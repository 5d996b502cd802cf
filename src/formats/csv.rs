//! Row decoder for the Euler rotation and polar wander path tables.
//!
//! Both tables are plain delimited text with a fixed number of columns.
//! Fields may be separated by `;` or `,` (one per file), and up to two
//! leading header lines are tolerated: a line that does not decode before
//! any row has been read, within the first two lines, is skipped. Any other
//! malformed line is fatal.

use std::path::Path;
use std::str::FromStr;

use tracing::debug;

use crate::error::{PaleoError, Result};

/// Number of leading lines that may be non-data (headers, units).
const MAX_HEADER_LINES: usize = 2;

/// A single record with its source position, for typed column access.
pub struct CsvRow<'a> {
    record: &'a csv::StringRecord,
    source: &'a str,
    line: usize,
}

impl CsvRow<'_> {
    /// Parse column `index` as `T`.
    pub fn get<T: FromStr>(&self, index: usize) -> Result<T> {
        let raw = self.record.get(index).unwrap_or("");
        raw.trim().parse::<T>().map_err(|_| {
            PaleoError::parse(
                self.source,
                self.line,
                format!("unexpected value '{}' in column {}", raw, index + 1),
            )
        })
    }
}

/// Pick `;` when the text contains one, otherwise `,`.
fn sniff_delimiter(data: &str) -> u8 {
    if data.contains(';') {
        b';'
    } else {
        b','
    }
}

/// Decode every data row of `data` with `decode`.
///
/// `source` names the input in error messages. Rows must have exactly
/// `columns` fields.
pub fn decode_rows<T, F>(data: &str, source: &str, columns: usize, decode: F) -> Result<Vec<T>>
where
    F: Fn(&CsvRow<'_>) -> Result<T>,
{
    let mut rdr = csv::ReaderBuilder::new()
        .delimiter(sniff_delimiter(data))
        .has_headers(false)
        .flexible(true)
        .trim(csv::Trim::All)
        .from_reader(data.as_bytes());

    let mut rows = Vec::new();
    for result in rdr.records() {
        let record = result?;
        let line = record.position().map(|p| p.line() as usize).unwrap_or(0);
        let header_allowed = rows.is_empty() && line <= MAX_HEADER_LINES;

        let decoded = if record.len() != columns {
            Err(PaleoError::parse(
                source,
                line,
                format!("expecting {} values, got {}", columns, record.len()),
            ))
        } else {
            decode(&CsvRow {
                record: &record,
                source,
                line,
            })
        };

        match decoded {
            Ok(row) => rows.push(row),
            Err(e) if header_allowed => debug!("Skipping header line {} of {}: {}", line, source, e),
            Err(e) => return Err(e),
        }
    }

    if rows.is_empty() {
        return Err(PaleoError::parse(
            source,
            0,
            "no valid delimited lines found",
        ));
    }
    Ok(rows)
}

/// Read `path` and decode it with [`decode_rows`].
pub fn decode_file<T, F, P>(path: P, columns: usize, decode: F) -> Result<Vec<T>>
where
    F: Fn(&CsvRow<'_>) -> Result<T>,
    P: AsRef<Path>,
{
    let path = path.as_ref();
    let data = std::fs::read_to_string(path)?;
    decode_rows(&data, &path.display().to_string(), columns, decode)
}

EXERCISE DETAILS => Write out each line above containing "leading".

RESULT OF THE EXERCISE =>
//! leading header lines are tolerated: a line that does not decode before
/// Number of leading lines that may be non-data (headers, units).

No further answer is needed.